Annie, one of the dozen Diamand siblings, gave me a small block of cheese. They don’t sell cheese in the store, and that’s what I wanted! “I like cheese,” she replied to my query. “I have some at home for you.” As we enjoyed our warmed up quiche from their well-stocked refrigerator of prepared homemade foods, Annie came back with a beautiful creamy hunk of cheese. “It’s Marshetto Cheddar,” she reported. “You can have it.”
Besides Annie, we also met Diamand siblings Peter and Mary. Peter invited us to sit with him on the front porch of the farmhouse his dad had bought in 1936. Mary interrupted her loading if recycling into her car to show me a painting of the farm behind a line of 12 chicks. Each chick had the name of one of the siblings under it. “I’m the oldest girl,” she told me. “Two of the siblings have passed away, the others still live in the area.”

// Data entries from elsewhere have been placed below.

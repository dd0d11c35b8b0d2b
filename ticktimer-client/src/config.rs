use std::path::{Path, PathBuf};
use std::time::Duration;

use directories::ProjectDirs;
use serde::{Deserialize, Serialize};
use ticktimer_shared::{Preset, default_presets};
use tracing::debug;

use crate::AppError;
use crate::alarm::AlarmPattern;

pub const ENV_CONFIG: &str = "TICKTIMER_CONFIG";

/// Frequency range accepted by the Windows `Beep` call.
const MIN_FREQUENCY_HZ: u32 = 37;
const MAX_FREQUENCY_HZ: u32 = 32_767;

#[derive(Debug, Clone, Serialize, Deserialize)]
pub struct TimerConfig {
    /// Initial state of the alarm toggle
    #[serde(default = "default_true")]
    pub alarm_enabled: bool,
    #[serde(default = "default_tick_interval")]
    pub tick_interval_ms: u64,
    #[serde(default)]
    pub alarm: AlarmConfig,
    /// Show a desktop notification when a run completes
    #[serde(default = "default_true")]
    pub desktop_notification: bool,
    #[serde(default = "default_presets")]
    pub presets: Vec<Preset>,
}

#[derive(Debug, Clone, Serialize, Deserialize)]
pub struct AlarmConfig {
    #[serde(default)]
    pub backend: ToneKind,
    #[serde(default = "default_frequency")]
    pub frequency_hz: u32,
    #[serde(default = "default_tone_ms")]
    pub tone_ms: u64,
    #[serde(default = "default_gap_ms")]
    pub gap_ms: u64,
    #[serde(default = "default_repeats")]
    pub repeats: u32,
}

/// Which tone primitive plays the alarm.
#[derive(Debug, Clone, Copy, Default, PartialEq, Eq, Serialize, Deserialize, clap::ValueEnum)]
#[serde(rename_all = "snake_case")]
pub enum ToneKind {
    /// Best available on this platform
    #[default]
    Auto,
    /// Terminal bell
    Bell,
    Silent,
}

fn default_true() -> bool {
    true
}

fn default_tick_interval() -> u64 {
    1000
}

fn default_frequency() -> u32 {
    1000
}

fn default_tone_ms() -> u64 {
    500
}

fn default_gap_ms() -> u64 {
    300
}

fn default_repeats() -> u32 {
    3
}

impl Default for AlarmConfig {
    fn default() -> Self {
        Self {
            backend: ToneKind::Auto,
            frequency_hz: default_frequency(),
            tone_ms: default_tone_ms(),
            gap_ms: default_gap_ms(),
            repeats: default_repeats(),
        }
    }
}

impl AlarmConfig {
    pub fn pattern(&self) -> AlarmPattern {
        AlarmPattern {
            frequency_hz: self.frequency_hz,
            tone: Duration::from_millis(self.tone_ms),
            gap: Duration::from_millis(self.gap_ms),
            repeats: self.repeats,
        }
    }
}

impl Default for TimerConfig {
    fn default() -> Self {
        Self {
            alarm_enabled: true,
            tick_interval_ms: default_tick_interval(),
            alarm: AlarmConfig::default(),
            desktop_notification: true,
            presets: default_presets(),
        }
    }
}

impl TimerConfig {
    /// Resolve the config path and load it. A missing file is only an
    /// error when the path was given explicitly.
    pub fn find_and_load(cli_value: Option<PathBuf>) -> Result<(PathBuf, Self), AppError> {
        let explicit = cli_value.is_some() || std::env::var_os(ENV_CONFIG).is_some();
        let path = resolve_config_path(cli_value)?;
        if !explicit && !path.exists() {
            debug!(path=?path, "no config file; using defaults");
            return Ok((path, Self::default()));
        }
        let cfg = load_config(&path)?;
        Ok((path, cfg))
    }

    pub fn tick_interval(&self) -> Duration {
        Duration::from_millis(self.tick_interval_ms)
    }

    pub fn validate(&self) -> Result<(), AppError> {
        if self.tick_interval_ms == 0 {
            return Err(AppError::Config("tick_interval_ms must be positive".into()));
        }
        if !(MIN_FREQUENCY_HZ..=MAX_FREQUENCY_HZ).contains(&self.alarm.frequency_hz) {
            return Err(AppError::Config(format!(
                "alarm.frequency_hz must be within {MIN_FREQUENCY_HZ}..={MAX_FREQUENCY_HZ}"
            )));
        }
        for preset in &self.presets {
            preset.duration().map_err(|e| {
                AppError::Config(format!("preset {:?}: {e}", preset.label))
            })?;
        }
        Ok(())
    }
}

pub fn resolve_config_path(cli_value: Option<PathBuf>) -> Result<PathBuf, AppError> {
    if let Some(p) = cli_value {
        return Ok(p);
    }
    if let Ok(p) = std::env::var(ENV_CONFIG) {
        return Ok(PathBuf::from(p));
    }
    default_config_path().ok_or_else(|| AppError::Config("could not determine config dir".into()))
}

pub fn default_config_path() -> Option<PathBuf> {
    let pd = ProjectDirs::from("dev", "ticktimer", "ticktimer")?;
    Some(pd.config_dir().join("timer.yaml"))
}

pub fn load_config(path: &Path) -> Result<TimerConfig, AppError> {
    let data = std::fs::read_to_string(path)
        .map_err(|e| AppError::Config(format!("read {} failed: {e}", path.display())))?;
    let cfg: TimerConfig = serde_yaml::from_str(&data)
        .map_err(|e| AppError::Config(format!("parse {} failed: {e}", path.display())))?;
    cfg.validate()?;
    Ok(cfg)
}

pub fn save_config(path: &Path, cfg: &TimerConfig) -> Result<(), AppError> {
    if let Some(parent) = path.parent() {
        std::fs::create_dir_all(parent)
            .map_err(|e| AppError::Config(format!("create {} failed: {e}", parent.display())))?;
    }
    let data = serde_yaml::to_string(cfg)
        .map_err(|e| AppError::Config(format!("serialize config failed: {e}")))?;
    std::fs::write(path, data)
        .map_err(|e| AppError::Config(format!("write {} failed: {e}", path.display())))
}

/// Writes the default config, refusing to clobber an existing file unless
/// `force` is set.
pub fn init_config(cli_value: Option<PathBuf>, force: bool) -> Result<PathBuf, AppError> {
    let path = resolve_config_path(cli_value)?;
    if path.exists() && !force {
        return Err(AppError::Config(format!(
            "{} already exists; pass --force to overwrite",
            path.display()
        )));
    }
    save_config(&path, &TimerConfig::default())?;
    Ok(path)
}
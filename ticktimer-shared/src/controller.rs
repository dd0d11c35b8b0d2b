//! Countdown state machine.
//!
//! ```text
//!            start()                 tick() reaches 0
//!  Idle ──────────────► Running ─────────────────────► Completed
//!   ▲                    │   ▲                             │
//!   │          pause()   │   │ start()                     │
//!   │                    ▼   │                             │
//!   │                   Paused                             │
//!   │                                                      │
//!   └──────────────── reset() from any state ──────────────┘
//! ```
//!
//! The controller is synchronous and owns no timers. Whoever drives it
//! calls [`CountdownController::tick_run`] roughly once per second and acts
//! on the returned [`TickResult`].

use crate::domain::{TimerDuration, TimerState, format_hms};
use crate::{Preset, TimerError};

/// Identifies one run, issued by every successful [`start`](CountdownController::start).
pub type RunId = u64;

const ZERO_DURATION: &str = "please enter a valid time greater than 0";

#[derive(Debug, Clone, Copy, PartialEq, Eq)]
pub enum StartOutcome {
    Started { run: RunId },
    AlreadyRunning,
}

#[derive(Debug, Clone, Copy, PartialEq, Eq)]
pub enum TickResult {
    /// One second elapsed; the run continues.
    Ticked { remaining: u64 },
    /// The run just reached zero. Returned once per run; `alarm` is the
    /// alarm flag as read at that moment.
    Completed { alarm: bool },
    /// Not running, or the tick belongs to a superseded run.
    Ignored,
}

/// Everything a front end needs to draw the timer.
#[derive(Debug, Clone, PartialEq, Eq)]
pub struct Snapshot {
    pub display: String,
    pub status: &'static str,
    pub state: TimerState,
    pub remaining_secs: u64,
    pub duration: TimerDuration,
    pub alarm_enabled: bool,
    pub can_start: bool,
    pub can_pause: bool,
}

#[derive(Debug)]
pub struct CountdownController {
    duration: TimerDuration,
    remaining: u64,
    state: TimerState,
    alarm_enabled: bool,
    /// Seconds shown on the readout. Follows the last edit or tick.
    display_secs: u64,
    run: RunId,
}

impl Default for CountdownController {
    fn default() -> Self {
        Self::new()
    }
}

impl CountdownController {
    pub fn new() -> Self {
        Self {
            duration: TimerDuration::ZERO,
            remaining: 0,
            state: TimerState::Idle,
            alarm_enabled: true,
            display_secs: 0,
            run: 0,
        }
    }

    pub fn state(&self) -> TimerState {
        self.state
    }

    pub fn duration(&self) -> TimerDuration {
        self.duration
    }

    pub fn remaining_secs(&self) -> u64 {
        self.remaining
    }

    pub fn alarm_enabled(&self) -> bool {
        self.alarm_enabled
    }

    /// Run id of the most recent successful start.
    pub fn current_run(&self) -> RunId {
        self.run
    }

    /// Stores a new duration without touching the state. Edits made while
    /// running only affect the next start.
    pub fn set_duration(
        &mut self,
        hours: u32,
        minutes: u32,
        seconds: u32,
    ) -> Result<TimerDuration, TimerError> {
        let duration = TimerDuration::from_hms(hours, minutes, seconds)?;
        self.store_duration(duration);
        Ok(duration)
    }

    pub fn set_duration_text(
        &mut self,
        hours: &str,
        minutes: &str,
        seconds: &str,
    ) -> Result<TimerDuration, TimerError> {
        let duration = TimerDuration::from_fields(hours, minutes, seconds)?;
        self.store_duration(duration);
        Ok(duration)
    }

    pub fn apply_preset(&mut self, preset: &Preset) -> Result<TimerDuration, TimerError> {
        self.set_duration(preset.hours, preset.minutes, preset.seconds)
    }

    fn store_duration(&mut self, duration: TimerDuration) {
        self.duration = duration;
        if self.state != TimerState::Running {
            self.display_secs = duration.as_secs();
        }
    }

    /// Starts a run from the full stored duration.
    ///
    /// A paused run is not resumed: remaining time is always reloaded from
    /// the duration.
    pub fn start(&mut self) -> Result<StartOutcome, TimerError> {
        if self.state == TimerState::Running {
            return Ok(StartOutcome::AlreadyRunning);
        }
        if self.duration.is_zero() {
            return Err(TimerError::invalid(ZERO_DURATION));
        }
        self.remaining = self.duration.as_secs();
        self.display_secs = self.remaining;
        self.state = TimerState::Running;
        self.run = self.run.wrapping_add(1);
        Ok(StartOutcome::Started { run: self.run })
    }

    pub fn tick(&mut self) -> TickResult {
        if self.state != TimerState::Running {
            return TickResult::Ignored;
        }
        self.remaining = self.remaining.saturating_sub(1);
        self.display_secs = self.remaining;
        if self.remaining == 0 {
            self.state = TimerState::Completed;
            return TickResult::Completed {
                alarm: self.alarm_enabled,
            };
        }
        TickResult::Ticked {
            remaining: self.remaining,
        }
    }

    /// [`tick`](Self::tick) for the given run only; ticks from an earlier
    /// run are dropped.
    pub fn tick_run(&mut self, run: RunId) -> TickResult {
        if run != self.run {
            return TickResult::Ignored;
        }
        self.tick()
    }

    /// Returns whether the timer was running.
    pub fn pause(&mut self) -> bool {
        if self.state != TimerState::Running {
            return false;
        }
        self.state = TimerState::Paused;
        true
    }

    pub fn reset(&mut self) {
        self.state = TimerState::Idle;
        self.remaining = 0;
        self.duration = TimerDuration::ZERO;
        self.display_secs = 0;
    }

    pub fn set_alarm_enabled(&mut self, enabled: bool) {
        self.alarm_enabled = enabled;
    }

    pub fn snapshot(&self) -> Snapshot {
        let running = self.state == TimerState::Running;
        Snapshot {
            display: format_hms(self.display_secs),
            status: self.state.status_text(),
            state: self.state,
            remaining_secs: self.remaining,
            duration: self.duration,
            alarm_enabled: self.alarm_enabled,
            can_start: !running,
            can_pause: running,
        }
    }
}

How different the Diamands are from my family of ten siblings who have mostly moved far away from our Ohio birthplace, except for my older brother who owns the house where my 90-year old mom lives and has his own house in the right after next door!
We were at the Diamand Farm Store just about an hour, but the visit filled my belly and my heart with a delightful trail community experience! We returned to the trail in the same easy route up an old road and resumed our trek south through the Wendell State Forest.
We came to a plaque dedicated to Dr. Arthur Cronquist, a botanist of the New York Botanical Garden. He had used the surrounding 66 acres of forest for his research camp. Now, it is one of the many privately owned properties that the trail traverses. I’m fascinated with the various partnerships that have cooperated to create this thread of greenspace!
On the southern edge of Wendell State Forest, another half mile south, we reached one of the eight designated camps in the entire 207mile length of the New England Trail. This one, the Wendell State Forest Shelter, is similar to Appalachian Trail shelters, a three-sided roofed wooden platform. It looked deep enough to keep out rain.
We ate our late morning snack of sweet potatoes as a family of three kids and a mom passed by the shelter, pointing at it with curiousity. Without a word to us, they continued north on the trail, probably to the scenic waterfalls we had just passed. Surprisingly, just a few hundred yards south of the shelter, the trail reached a parking lot, picnic area, and swimming beach! So close to the shelter!
Our afternoon walk took us through a beautiful pine forest with an easy grade following the side road called Swamp Road. We came to a sign for the COWLS Sustainable Tree Farm – Respectful visits welcome.
We were just about to enter the tree farm respectfully, when I suggested we stop there and take a lunch break. As we settled down on John’s mat, I noticed a white glazed tree off in another direction. We had been on the brink of another misdirection! Saved by lunch!
On the correct route again, we continued through another stretch of forest around the tree farm to Lake Wyola, a summer cottage haven. We decided to take a dip in our clothes, me in my sports bra and skort. The water felt good – and clean. Hot mashed potatoes felt even better after getting out chilled! On our way again, for our evening walk, we left the lake area for our next stretch, a road walk that took us to a woods road and high up a mountain on “Rockwell Hill Road” and our resting spot for the night. Ducking back into the forest out of sight of the trail, we set up our tiny tent, cooked dinner, and hung our food bag. Now, the trail feels like home!